Ruse of Engagement (; literally "The Traitor Escapes") is a Hong Kong action crime television drama produced by TVB. Created by Amy Wong, the drama follows two brothers who work as paramilitary officers in the Anti-Terrorist Force (ATF), a fictional intelligence agency inspired by the Counter Terrorism Response Unit of the Hong Kong police force. Ruse of Engagement aired on 17 March to 18 April 2014 on TVB Jade with 25 episodes.

Synopsis
A bright environment does not mean that darkness does not exist, a peaceful society does not mean that danger does not exist. This era needs a vigilant society to be prepared for emergencies and unexpected events. Although natural disasters and violent acts cause people to panic, the scariest is actually people's mind. As such, decisive action must be taken to stop these terrorists from creating trouble in society, including Hong Kong itself.

After an encounter with some terrorists and barely making out of the scene alive, Carson and Alfred, two brothers raised by their widowed mother Tong Shuk-fun, join the ATF together, an agency under the Security Bureau (Hong Kong). Each specialising in a different talent, Carson succeeds in the force's intelligence unit while Alfred joins ATF's operations unit. With both brothers earning the respect and trust of their superior, ACP Steve Shum, Shuk-fun thought that it was finally time for her to retire in peace.
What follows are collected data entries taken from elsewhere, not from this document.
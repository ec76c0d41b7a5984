use volant_core::coords::VOXEL_GRID_EXTENT;
use volant_core::morton::{self, MortonCode};

use volant_svo::SvoConfig;

use glam::{IVec3, Vec3};
use std::ops::Deref;

/// The octree config plus everything the tile generation pipeline keeps
/// reaching for: agent padding in voxels, the padded leaf grid layout, and
/// the Morton range of the leaves that actually land in the tile.
#[derive(Clone, Debug)]
pub struct GeneratorConfig {
    svo: SvoConfig,

    // Agent padding in voxels: radius in XY, half-height in Z.
    agent_radius_voxels: u32,
    agent_half_height_voxels: u32,

    // The leaf grid each tile is voxelized into: the tile's own leaves plus
    // padding on every side, rounded up to a power of two so the Morton
    // range stays contiguous.
    num_leaf_nodes_per_axis: u32,
    actual_leaves_per_axis: u32,
    first_actual_leaf: u32,

    // Morton codes of the first and last leaf that belong to the tile
    // itself. Iterating this box skips the padding leaves.
    min_actual_leaf_code: MortonCode,
    max_actual_leaf_code: MortonCode,

    // Dirty bounds are expanded by this before gathering so neighboring
    // geometry can contribute padding into this tile.
    bounds_padding: Vec3,
}

impl Deref for GeneratorConfig {
    type Target = SvoConfig;

    #[inline]
    fn deref(&self) -> &SvoConfig {
        &self.svo
    }
}

impl GeneratorConfig {
    /// `agent_radius` and `agent_height` are in world units; padding is XY
    /// by radius and Z by half the height.
    pub fn new(svo: SvoConfig, agent_radius: f32, agent_height: f32) -> Self {
        let voxel_size = svo.voxel_size();

        let agent_radius_voxels = (agent_radius / voxel_size).ceil() as u32;
        let agent_half_height_voxels = (agent_height * 0.5 / voxel_size).ceil() as u32;

        // Enough padding for whichever axis needs the most.
        let num_padding_voxels = agent_radius_voxels.max(agent_half_height_voxels);
        let min_padding_leaves = num_padding_voxels / VOXEL_GRID_EXTENT as u32 + 1;

        let actual_leaves_per_axis =
            (svo.tile_resolution() / svo.leaf_resolution()).round() as u32;

        // Rounding up to a power of two wastes some leaves, but the Morton
        // range over the grid must be contiguous.
        let num_leaf_nodes_per_axis =
            (actual_leaves_per_axis + min_padding_leaves * 2).next_power_of_two();
        let first_actual_leaf = (num_leaf_nodes_per_axis - actual_leaves_per_axis) / 2;

        let min_actual_leaf = IVec3::splat(first_actual_leaf as i32);
        let max_actual_leaf =
            IVec3::splat((first_actual_leaf + actual_leaves_per_axis - 1) as i32);

        let xy_padding = voxel_size * agent_radius_voxels as f32;
        let z_padding = voxel_size * agent_half_height_voxels as f32;

        Self {
            svo,
            agent_radius_voxels,
            agent_half_height_voxels,
            num_leaf_nodes_per_axis,
            actual_leaves_per_axis,
            first_actual_leaf,
            min_actual_leaf_code: morton::coord_to_morton(min_actual_leaf),
            max_actual_leaf_code: morton::coord_to_morton(max_actual_leaf),
            bounds_padding: Vec3::new(xy_padding, xy_padding, z_padding),
        }
    }

    #[inline]
    pub fn svo_config(&self) -> &SvoConfig {
        &self.svo
    }

    #[inline]
    pub fn agent_radius_voxels(&self) -> u32 {
        self.agent_radius_voxels
    }

    #[inline]
    pub fn agent_half_height_voxels(&self) -> u32 {
        self.agent_half_height_voxels
    }

    #[inline]
    pub fn num_leaf_nodes_per_axis(&self) -> u32 {
        self.num_leaf_nodes_per_axis
    }

    #[inline]
    pub fn actual_leaves_per_axis(&self) -> u32 {
        self.actual_leaves_per_axis
    }

    /// Leaf-grid coordinate where the tile's own leaves begin.
    #[inline]
    pub fn first_actual_leaf(&self) -> u32 {
        self.first_actual_leaf
    }

    #[inline]
    pub fn min_actual_leaf_code(&self) -> MortonCode {
        self.min_actual_leaf_code
    }

    #[inline]
    pub fn max_actual_leaf_code(&self) -> MortonCode {
        self.max_actual_leaf_code
    }

    #[inline]
    pub fn grid_voxels_per_axis(&self) -> u32 {
        self.num_leaf_nodes_per_axis * VOXEL_GRID_EXTENT as u32
    }

    #[inline]
    pub fn bounds_padding(&self) -> Vec3 {
        self.bounds_padding
    }

    /// World-space minimum corner of a tile's voxel grid (tile minimum
    /// pulled back by the leading padding leaves).
    pub fn grid_origin(&self, tile_coord: IVec3) -> Vec3 {
        let tile_bounds = self.svo.tile_bounds(tile_coord);
        tile_bounds.min - Vec3::splat(self.first_actual_leaf as f32 * self.svo.leaf_resolution())
    }
}

#[cfg(test)]
mod tests {
    use super::*;

    #[test]
    fn padding_axes_follow_agent_shape() {
        let svo = SvoConfig::new(Vec3::ZERO, 32.0, 16, 2);
        // Radius 50 -> 2 voxels in XY; height 200 -> half-height 100 -> 4
        // voxels in Z.
        let config = GeneratorConfig::new(svo, 50.0, 200.0);

        assert_eq!(config.agent_radius_voxels(), 2);
        assert_eq!(config.agent_half_height_voxels(), 4);
        assert_eq!(config.bounds_padding(), Vec3::new(64.0, 64.0, 128.0));
    }

    #[test]
    fn leaf_grid_is_padded_power_of_two() {
        let svo = SvoConfig::new(Vec3::ZERO, 32.0, 16, 2);
        let config = GeneratorConfig::new(svo, 32.0, 64.0);

        // 4 actual leaves + 1 padding leaf per side, rounded up to 8.
        assert_eq!(config.actual_leaves_per_axis(), 4);
        assert_eq!(config.num_leaf_nodes_per_axis(), 8);
        assert_eq!(config.first_actual_leaf(), 2);

        assert_eq!(
            config.min_actual_leaf_code(),
            morton::coord_to_morton(IVec3::splat(2))
        );
        assert_eq!(
            config.max_actual_leaf_code(),
            morton::coord_to_morton(IVec3::splat(5))
        );
    }

    #[test]
    fn grid_origin_precedes_tile_min() {
        let svo = SvoConfig::new(Vec3::ZERO, 32.0, 16, 2);
        let config = GeneratorConfig::new(svo, 32.0, 64.0);

        let tile_bounds = config.svo_config().tile_bounds(IVec3::ZERO);
        let origin = config.grid_origin(IVec3::ZERO);

        let lead = config.first_actual_leaf() as f32 * config.leaf_resolution();
        assert_eq!(origin, tile_bounds.min - Vec3::splat(lead));
    }
}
However, after receiving a piece of intelligence, the two brothers suddenly change sides and become enemies. Carson discovers reliable information about a secret organization through journalist Yip Ting, and he almost loses his life investigating it. Yip Ting saves Carson but Carson is exposed of his lies as he attempts to protect Yip Ting. Carson attempts to seek revenge as the ATF members believe he has strayed to their enemy's side. Unable to reinstate himself back in the team, he convinces his girlfriend Jessica, an intelligence analyst for ATF, to secretly obtain information from the force's database to help with his investigation. Carson later bombs the ATF headquarters but find out afterwards he had been seeking help from someone who he thought was a friend of his.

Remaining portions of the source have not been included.